Ph.D. Candidate, University of California-San Diego

Field Travel Grant Type 1

The effect of sea-level rise on salt marsh community structure and stability

“Humans depend on ecological communities for invaluable ecosystem services that can be lost due to environmental degradation. Their loss often occurs unpredictably when environmental drivers exceed certain thresholds, but stable communities are less likely to undergo dramatic shifts after disturbances. Understanding the determinants of ecosystem stability is essential to maintaining functional ecosystems and the resources they provide. Stability is affected by factors such as environmental conditions and species interactions.

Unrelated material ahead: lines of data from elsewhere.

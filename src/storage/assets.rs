//! Local filesystem store for downloaded icon assets.
//!
//! ## Layout
//!
//! ```text
//! {root}/
//! ├── 1.png                 # combined: keyed by orderInSection
//! ├── 2.svg
//! └── official/             # split_by_category = true
//!     └── 1.ico
//! ```

use std::ffi::OsString;
use std::path::{Path, PathBuf};

use tokio::io::AsyncWriteExt;

use crate::error::Result;
use crate::models::CatalogRecord;
use crate::utils::url::FALLBACK_EXTENSION;

/// Suffix of in-progress downloads.
const DOWNLOAD_SUFFIX: &str = ".download";

/// Extensions an asset may have been saved under.
const KNOWN_EXTENSIONS: &[&str] = &[
    ".png",
    ".jpg",
    ".gif",
    ".svg",
    ".webp",
    ".ico",
    ".avif",
    FALLBACK_EXTENSION,
];

/// Asset directory keyed by record order.
#[derive(Debug, Clone)]
pub struct AssetStore {
    root_dir: PathBuf,
    split_by_category: bool,
}

impl AssetStore {
    /// Create a store writing every asset directly under `root_dir`.
    pub fn new(root_dir: impl Into<PathBuf>) -> Self {
        Self {
            root_dir: root_dir.into(),
            split_by_category: false,
        }
    }

    /// Create a store with one subdirectory per category.
    pub fn split_by_category(root_dir: impl Into<PathBuf>) -> Self {
        Self {
            root_dir: root_dir.into(),
            split_by_category: true,
        }
    }

    pub fn root_dir(&self) -> &Path {
        &self.root_dir
    }

    /// Destination path without extension for a record.
    pub fn base_path(&self, record: &CatalogRecord) -> PathBuf {
        let dir = if self.split_by_category {
            self.root_dir.join(record.category.as_str())
        } else {
            self.root_dir.clone()
        };
        dir.join(record.order_in_section.to_string())
    }

    /// An already saved asset for `base`, under any known extension.
    pub fn existing_asset(&self, base: &Path) -> Option<PathBuf> {
        KNOWN_EXTENSIONS
            .iter()
            .map(|ext| with_suffix(base, ext))
            .find(|path| path.exists())
    }

    /// Write bytes via a temporary file, then rename to `<base><extension>`.
    pub async fn write_asset(&self, base: &Path, extension: &str, bytes: &[u8]) -> Result<PathBuf> {
        if let Some(parent) = base.parent() {
            tokio::fs::create_dir_all(parent).await?;
        }

        let tmp = with_suffix(base, DOWNLOAD_SUFFIX);
        let mut file = tokio::fs::File::create(&tmp).await?;
        file.write_all(bytes).await?;
        file.flush().await?;
        drop(file);

        let path = with_suffix(base, extension);
        tokio::fs::rename(&tmp, &path).await?;
        Ok(path)
    }
}

/// Append a raw suffix (such as `.png`) to a path.
pub fn with_suffix(base: &Path, suffix: &str) -> PathBuf {
    let mut name = OsString::from(base.as_os_str());
    name.push(suffix);
    PathBuf::from(name)
}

Communities can become unstable if mean abiotic conditions change.

The effect of environmental variability on stability depends on whether species respond synchronously or asynchronously to fluctuations. Communities may be stabilized in fluctuating environments when species’ densities negatively covary due to compensatory dynamics. By contrast, if most species respond similarly to environmental conditions, then environmental variability and changes in mean abiotic conditions will likely reduce stability. Environmental changes that influence species interactions may indirectly alter community stability, possibly by changing synchrony. Dominant species often have strong stabilizing effects on communities, and their removal or loss due to changed environmental conditions can reduce community stability even if total plant abundance is unchanged. Thus, if environmental changes affect species abundances, stability may be indirectly affected by the resulting changes in species interactions.

In surveys I conducted last summer, I found that salt marsh plant communities vary in composition across short tidal gradients and therefore may be affected by small changes in environmental conditions. I propose to conduct an experiment to determine the effect of environmental change on salt marsh species interactions and community stability. Specifically, I will ask: How will SLR affect the dominant plant species and community stability? Understanding salt marsh stability is critically important since they provide ecosystem services such as storm protection, nutrient absorption and nursery habitat. In California, 90% of marshes have been destroyed, and those that remain face threats such as sea-level rise (SLR).”